Graham’s men will also feature in the British and Irish Cup for the first time, welcoming London Scottish to Netherdale for their first game, and so there is little surprise to see a rosy glow around training this week. But Graham has a warning for his men.

“When you come up from the second division you’re wondering how you’re going to be perceived and how you will react,” he said, “but we will have a bullseye on our backsides now. Without a doubt, we benefited from teams under-estimating us last season and that won’t happen again.

“We scraped a win away at Currie and that created some belief, then lost at Ayr, but the boys then showed great courage to bounce back and beat Heriot’s and they went from strength to strength after that. But everyone we beat will be smarting and the ten-team league makes it tougher, so for us it’s about keeping our head above water again.”

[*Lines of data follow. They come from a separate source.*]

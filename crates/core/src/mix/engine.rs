//! Mix scheduled segment audio into one normalized stereo track.

use log::{debug, info};

use crate::audio::decode::{decode_audio, resample};
use crate::audio::encode::encode_mix;
use crate::config::MixConfig;
use crate::error::{Error, Result};
use crate::mix::envelope::{Blocks, GainEnvelope};
use crate::types::{AudioHandle, DecodedAudioBuffer, MixBuffer, MixedAudioResult, ScheduledSegment};

/// One segment's placement plus the raw bytes returned by synthesis.
#[derive(Debug, Clone)]
pub struct MixInput {
    pub segment: ScheduledSegment,
    pub audio: Vec<u8>,
}

impl MixInput {
    pub fn new(segment: ScheduledSegment, audio: Vec<u8>) -> Self {
        Self { segment, audio }
    }
}

/// Normalized mix before encoding.
#[derive(Debug, Clone)]
pub struct RenderedMix {
    pub buffer: MixBuffer,
    /// Latest segment end time (s)
    pub duration: f64,
    /// Segments in mix order
    pub segments: Vec<ScheduledSegment>,
    /// Normalization gain, if one was applied
    pub normalization_gain: Option<f64>,
}

#[derive(Debug, Clone, Default)]
pub struct MixingEngine {
    config: MixConfig,
}

impl MixingEngine {
    pub fn new(config: MixConfig) -> Self {
        Self { config }
    }

    pub fn config(&self) -> &MixConfig {
        &self.config
    }

    /// Mix all segments and encode the result as WAV.
    ///
    /// A single segment is returned verbatim: no decode, no normalization.
    /// Any decode failure aborts the whole mix.
    pub fn mix(&self, mut inputs: Vec<MixInput>) -> Result<MixedAudioResult> {
        match inputs.len() {
            0 => Err(Error::EmptyInput),
            1 => {
                let MixInput { segment, audio } = inputs.remove(0);
                info!("Single segment, passing audio through ({} bytes)", audio.len());
                Ok(MixedAudioResult {
                    audio: AudioHandle::new(audio),
                    duration: segment.duration,
                    segments: vec![segment],
                })
            }
            _ => {
                let rendered = self.render(inputs)?;
                let bytes = encode_mix(&rendered.buffer)?;
                info!(
                    "Encoded {:.2}s mix ({} bytes)",
                    rendered.duration,
                    bytes.len()
                );
                Ok(MixedAudioResult {
                    audio: AudioHandle::new(bytes),
                    duration: rendered.duration,
                    segments: rendered.segments,
                })
            }
        }
    }

    /// Decode every segment, then mix and normalize. Nothing is mixed until
    /// all segments decoded successfully.
    pub fn render(&self, inputs: Vec<MixInput>) -> Result<RenderedMix> {
        if inputs.is_empty() {
            return Err(Error::EmptyInput);
        }

        let mut tracks = Vec::with_capacity(inputs.len());
        for (i, input) in inputs.into_iter().enumerate() {
            tracks.push((input.segment, decode_audio(&input.audio, i)?));
        }

        self.mix_buffers(tracks)
    }

    /// Mix already-decoded buffers and normalize. Buffers at another rate
    /// are resampled to the engine rate first.
    pub fn mix_buffers(
        &self,
        tracks: Vec<(ScheduledSegment, DecodedAudioBuffer)>,
    ) -> Result<RenderedMix> {
        if tracks.is_empty() {
            return Err(Error::EmptyInput);
        }

        let sr = self.config.sample_rate;
        let mut tracks = tracks
            .into_iter()
            .enumerate()
            .map(|(i, (segment, audio))| -> Result<(ScheduledSegment, DecodedAudioBuffer)> {
                if audio.sample_rate == sr {
                    return Ok((segment, audio));
                }
                debug!("Segment {}: resampling {} Hz -> {} Hz", i, audio.sample_rate, sr);
                Ok((segment, resample(audio, sr)?))
            })
            .collect::<Result<Vec<_>>>()?;

        // Stable: ties keep input order.
        tracks.sort_by(|a, b| a.0.start_time.total_cmp(&b.0.start_time));

        let duration = tracks
            .iter()
            .map(|(s, _)| s.end_time())
            .fold(0.0f64, f64::max);
        let frames = (duration * sr as f64).ceil() as usize;
        let mut buffer = MixBuffer::new(sr, frames);

        info!(
            "Mixing {} segments into {:.2}s ({} frames @ {} Hz)",
            tracks.len(),
            duration,
            frames,
            sr
        );

        let last = tracks.len() - 1;
        for (i, (segment, audio)) in tracks.iter().enumerate() {
            let fade_out = self.effective_fade_out(segment, i == last);
            let gain = self.config.volume_gains.get(segment.segment.volume);
            let envelope = GainEnvelope::new(gain, segment.fade_in, fade_out, sr, audio.len());
            let start_sample = (segment.start_time * sr as f64).floor() as usize;

            debug!(
                "Segment {}: start={:.3}s ({}), {} frames, gain={:.2}, fade in/out={:.3}/{:.3}s",
                i,
                segment.start_time,
                start_sample,
                audio.len(),
                gain,
                segment.fade_in,
                fade_out
            );

            accumulate(&mut buffer, audio, envelope, start_sample, self.config.block_size);
        }

        let normalization_gain = buffer.normalize(self.config.normalization_target);
        if let Some(g) = normalization_gain {
            info!("Normalized mix peak to {:.2} (gain {:.3})", self.config.normalization_target, g);
        }

        Ok(RenderedMix {
            buffer,
            duration,
            segments: tracks.into_iter().map(|(s, _)| s).collect(),
            normalization_gain,
        })
    }

    /// The segment's own fade-out wins; otherwise every segment but the
    /// last gets a crossfade tail of `min(max_crossfade, duration * ratio)`.
    pub fn effective_fade_out(&self, segment: &ScheduledSegment, is_last: bool) -> f64 {
        match segment.fade_out {
            Some(f) => f,
            None if !is_last => self
                .config
                .max_crossfade
                .min(segment.duration * self.config.crossfade_ratio),
            None => 0.0,
        }
    }
}

/// Add a shaped segment into the mix. Frames past the end are skipped.
fn accumulate(
    buffer: &mut MixBuffer,
    audio: &DecodedAudioBuffer,
    envelope: GainEnvelope,
    start_sample: usize,
    block_size: usize,
) {
    let len = buffer.len();
    for block in Blocks::new(audio, envelope, block_size) {
        for (j, frame) in block.frames.iter().enumerate() {
            let idx = start_sample + block.offset + j;
            if idx >= len {
                return;
            }
            for (ch, &sample) in frame.iter().enumerate() {
                buffer.channels[ch][idx] += sample;
            }
        }
    }
}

Graham may tend towards the pessimist and there is little doubt that his desire to squeeze every drop of effort from his players, to push them into corners and challenge them, and see who comes out fighting, has been at the heart of the Gala revival.

Gala deserved everything they achieved last season, but Graham is right to believe that where last season they were viewed almost jovially as the plucky new boys, the attitude of many visitors to Netherdale now will be that the Borderers with a proud history need pulled down a peg or two.

There have been few new recruits, but the return of centre Chris Auld from long-term injury will be like a new signing, when the SRU finally allow 
him to play. Graham was chasing a Samoan set up for a move to Scotland by club captain Opeta Palepoi, but that has foundered with the player needing to stay in New Zealand for another year unbroken to complete his nationalisation process.

But Graham Bryce is back, Danny Owenson has moved from Musselburgh, and Calum McIntosh from Boroughmuir, and the emergence of Graham’s own boys, Gary and George, will be intriguing to watch, the scrum-half having impressed Glasgow on a week’s training in France recently.

The coach added: “It will be very tough. The surprise has gone, but we have talented lads who all want to win things.”